25/02/20 22:20:29 WARN SparkStringUtils: Truncated the string representation of a plan since it was too large. This behavior can be adjusted by setting 'spark.sql.debug.maxToStringFields'.


+----------+----------------+---------------+------------------------------------+------------------------------------------------+-------------------------------+-------------------+--------------------+-------------------------+-------------------------+------------------------+--------------------------------+------------------------------------------+------------------------+-------------------------+--------------------------+-------------------------------+-------------------------------+------------------------------+----------------------------------+--------------------------------------------+---------------------------------------------+-------------------------------------------+--------------------------------------------+---------------------------------------------+----------------------------------------------------------------+--------------------------------------------------+--------------------------------------------+------------------------------------------------

In [None]:
# npi_df.columns

# What is the Catalyst Optimizer?

The Catalyst Optimizer is Spark's query optimization engine, designed to improve the execution of Spark SQL queries and DataFrame transformations.

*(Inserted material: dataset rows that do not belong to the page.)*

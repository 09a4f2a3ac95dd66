//! Comment tools: list, create, reply, delete and moderate comments

use super::{tool, Category, Tool, ToolAnnotations};
use schemars::JsonSchema;
use serde::Deserialize;

#[derive(JsonSchema, Deserialize, Clone, Debug)]
pub struct ListCommentsArgs {
    /// Post, photo or video ID to list comments for
    pub object_id: String,
    /// Number of comments to return
    pub limit: Option<u32>,
}

#[derive(JsonSchema, Deserialize, Clone, Debug)]
pub struct CreateCommentArgs {
    /// Post, photo or video ID to comment on
    pub object_id: String,
    /// Comment text
    pub message: String,
}

#[derive(JsonSchema, Deserialize, Clone, Debug)]
pub struct ReplyCommentArgs {
    /// Comment ID to reply to
    pub comment_id: String,
    /// Reply text
    pub message: String,
}

#[derive(JsonSchema, Deserialize, Clone, Debug)]
pub struct DeleteCommentArgs {
    /// Comment ID
    pub comment_id: String,
}

#[derive(JsonSchema, Deserialize, Clone, Debug)]
pub struct HideCommentArgs {
    /// Comment ID
    pub comment_id: String,
    /// true to hide, false to unhide
    pub is_hidden: bool,
}

pub fn tools() -> Vec<Tool> {
    vec![
        tool(
            "fb_list_comments",
            Category::Comments,
            "List comments on a post, photo or video",
            ToolAnnotations::read_only("List Comments"),
            |client, args: ListCommentsArgs| async move {
                client.list_comments(&args.object_id, args.limit).await
            },
        ),
        tool(
            "fb_create_comment",
            Category::Comments,
            "Comment on a post, photo or video as the Page",
            ToolAnnotations::write("Create Comment"),
            |client, args: CreateCommentArgs| async move {
                client.create_comment(&args.object_id, &args.message).await
            },
        ),
        tool(
            "fb_reply_comment",
            Category::Comments,
            "Reply to an existing comment as the Page",
            ToolAnnotations::write("Reply to Comment"),
            |client, args: ReplyCommentArgs| async move {
                client.reply_comment(&args.comment_id, &args.message).await
            },
        ),
        tool(
            "fb_delete_comment",
            Category::Comments,
            "Permanently delete a comment",
            ToolAnnotations::destructive("Delete Comment"),
            |client, args: DeleteCommentArgs| async move {
                client.delete_comment(&args.comment_id).await
            },
        ),
        tool(
            "fb_hide_comment",
            Category::Comments,
            "Hide or unhide a comment. Hidden comments stay visible to their author and friends.",
            ToolAnnotations::idempotent_write("Hide Comment"),
            |client, args: HideCommentArgs| async move {
                client.hide_comment(&args.comment_id, args.is_hidden).await
            },
        ),
    ]
}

It applies various optimization techniques to generate efficient execution plans.

## It works in four phases:

- Analysis : Resolves logical inconsistencies in the query.
- Logical Optimization : Applies rule-based optimizations like predicate pushdown.
- Physical Planning : Converts the logical plan into a physical execution plan.
- Code Generation : Uses Tungsten to generate optimized bytecode.

## Control
- The Catalyst Optimizer itself cannot be completely disabled.
- You can disable or enable specific optimizations using spark.conf.set().
- Disabling optimizations can degrade performance, so it's usually not recommended.



In [6]:
data = [
    (1, "Alice", 25, "HR"),
    (2, "Bob", 30, "Engineering"),
    (3, "Charlie", 28, "HR"),
    (4, "David", 35, "Engineering"),
]

columns = ["ID", "Name", "Age", "Department"]

# Create DataFrame
df = spark.createDataFrame(data, columns)
df.show()

+---+-------+---+-----------+
| ID|   Name|Age| Department|
+---+-------+---+-----------+
|  1|  Alice| 25|         HR|
|  2|    Bob| 30|Engineering|
|  3|Charlie| 28|         HR|
|  4|  David| 35|Engineering|
+---+-------+---+-----------+



In [7]:
df.createOrReplaceTempView("employees")

query = """
SELECT Name, Age FROM employees
WHERE Department = 'HR' AND Age > 25
"""

result = spark.sql(query)
result.show()

+-------+---+
|   Name|Age|
+-------+---+
|Charlie| 28|
+-------+---+



### Logical Plan (Before Optimization)

In [8]:
result.explain(mode="formatted")

== Physical Plan ==
* Project (3)
+- * Filter (2)
   +- * Scan ExistingRDD (1)


(1) Scan ExistingRDD [codegen id : 1]
Output [4]: [ID#2329L, Name#2330, Age#2331L, Department#2332]
Arguments: [ID#2329L, Name#2330, Age#2331L, Department#2332], MapPartitionsRDD[18] at applySchemaToPythonRDD at NativeMethodAccessorImpl.java:0, ExistingRDD, UnknownPartitioning(0)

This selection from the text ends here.